Accidents on Colorado’s Black Bear Pass aren’t extremely common, but when they do happen they can get pretty bad. We covered one last year that thankfully wasn’t fatal but left a passenger seriously injured and a Jeep completely unrecognizable. The trail also has its fair share of close calls, with a Ram pickup nearly taking a dive off the edge not long ago. Now, unfortunately, there’s been another accident on the mountain road between the towns of Telluride and Ouray.
A Ford Bronco Sport going the wrong way up the pass took a tumble yesterday morning, rolling several hundred feet until it came to rest. A passenger in the vehicle was seriously injured, and due to the relatively high frequency of accidents lately, the local sheriff issued a statement warning people about venturing along the rocky way. “Black Bear Pass is an extremely dangerous road,” San Miguel County Sheriff Bill Masters said. “[It] should only be driven by experienced off-road drivers in appropriate off-road vehicles.”
The accident involving the Bronco Sport occurred on Sunday morning when the driver and a passenger went backward up the one-way pass, not realizing it until they reached a narrow portion of the roadway. The passenger left the vehicle to help the driver turn around, but in the process of completing the turn, the vehicle drove up an embankment and rolled over. It fell 400 feet before stopping, ejecting the 23-year-old female driver and a dog in the process. The driver sustained serious injuries and was taken to Telluride Regional Medical Center while the pet sustained minor injuries and is doing fine after treatment at a nearby vet.

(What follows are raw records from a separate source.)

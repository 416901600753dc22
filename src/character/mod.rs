//! Player character aggregate
//!
//! The character owns its proficiency ledger and optional allocations. All
//! proficiency operations go through `&mut Character` so the refund pass and
//! aggregate rebuild always see one consistent state.

pub mod proficiencies;

use serde::{Deserialize, Serialize};

use crate::core::config::LedgerConfig;
use crate::core::error::Result;
use crate::core::types::{CharacterId, ProficiencyType};
use crate::proficiency::{EventQueue, OptionalAllocationTracker, ProficiencyEvent, ProficiencyLedger};

#[derive(Debug, Clone, Serialize, Deserialize)]
#[serde(rename_all = "camelCase")]
pub struct Character {
    #[serde(default)]
    pub id: CharacterId,
    #[serde(default)]
    pub name: String,

    #[serde(flatten)]
    ledger: ProficiencyLedger,

    #[serde(flatten)]
    optional: OptionalAllocationTracker,

    #[serde(skip)]
    config: LedgerConfig,

    #[serde(skip)]
    events: EventQueue,
}

impl Character {
    /// Create a fresh, initialized character with default rules
    pub fn new(name: impl Into<String>) -> Self {
        Self::with_config(name, LedgerConfig::default())
    }

    pub fn with_config(name: impl Into<String>, config: LedgerConfig) -> Self {
        let mut character = Self {
            id: CharacterId::new(),
            name: name.into(),
            ledger: ProficiencyLedger::new(),
            optional: OptionalAllocationTracker::new(),
            config,
            events: EventQueue::new(),
        };
        character.initialize_structures();
        character
    }

    /// Load a character from JSON, filling in anything older data lacks
    pub fn from_json(json: &str, config: LedgerConfig) -> Result<Self> {
        let mut character: Character = serde_json::from_str(json)?;
        character.config = config;
        character.initialize_structures();
        Ok(character)
    }

    pub fn to_json(&self) -> Result<String> {
        Ok(serde_json::to_string_pretty(self)?)
    }

    /// Seed every proficiency type and the default language.
    ///
    /// Safe to call repeatedly: present containers are left alone, missing
    /// origins are filled, and the default language is granted only while
    /// the character knows no language at all.
    pub fn initialize_structures(&mut self) {
        let mut seeded = 0;
        for ty in ProficiencyType::ALL {
            let ledger_seeded = self.ledger.ensure_type(ty);
            let optional_seeded = self.optional.ensure_type(ty);
            if ledger_seeded || optional_seeded {
                seeded += 1;
            }
        }

        if self.ledger.listed(ProficiencyType::Languages).is_empty() {
            let language = self.config.default_language.clone();
            let source = self.config.default_language_source.clone();
            self.add_grant(ProficiencyType::Languages, &language, &source);
        }

        tracing::debug!(character = %self.id, seeded, "Initialized proficiency structures");
    }

    pub fn config(&self) -> &LedgerConfig {
        &self.config
    }

    pub fn ledger(&self) -> &ProficiencyLedger {
        &self.ledger
    }

    pub fn optional(&self) -> &OptionalAllocationTracker {
        &self.optional
    }

    /// Notifications emitted since the last drain
    pub fn pending_events(&self) -> &[ProficiencyEvent] {
        self.events.pending()
    }

    pub fn drain_events(&mut self) -> Vec<ProficiencyEvent> {
        self.events.drain()
    }
}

Black Bear Pass was closed due to the incident, though shortly after, first responders cleared the area and it was reopened. The Bronco Sport in question also ejected its engine on the way down, crumpling at the front and back but leaving the passenger cell amazingly intact.
Not only is this accident significant for its severity, but it’s also noteworthy for what the local sheriff had to say after a rough year for drivers on the trail. In his statement, Sheriff Masters went further than clarifying the treacherous nature of the road. He also reminded people that while Black Bear Pass is public and anybody can drive on it without legal penalty, it’s extremely dangerous without a proper rig and an experienced driver.
“Legally, a 16-year-old who got his driver’s license a few hours prior may attempt to drive the pass in his grandmother’s 1980’s sedan,” he explained. “That doesn’t mean it’s safe to do so.”
Mountain roads like Black Bear Pass are no joke, and they shouldn’t be taken lightly. Sure, you can zip up the mild parts of some trails in a Miata on big tires, but this isn’t the same. You’ve got to have the right machine for the job, and look before you leap. It’s a miracle this accident wasn’t fatal.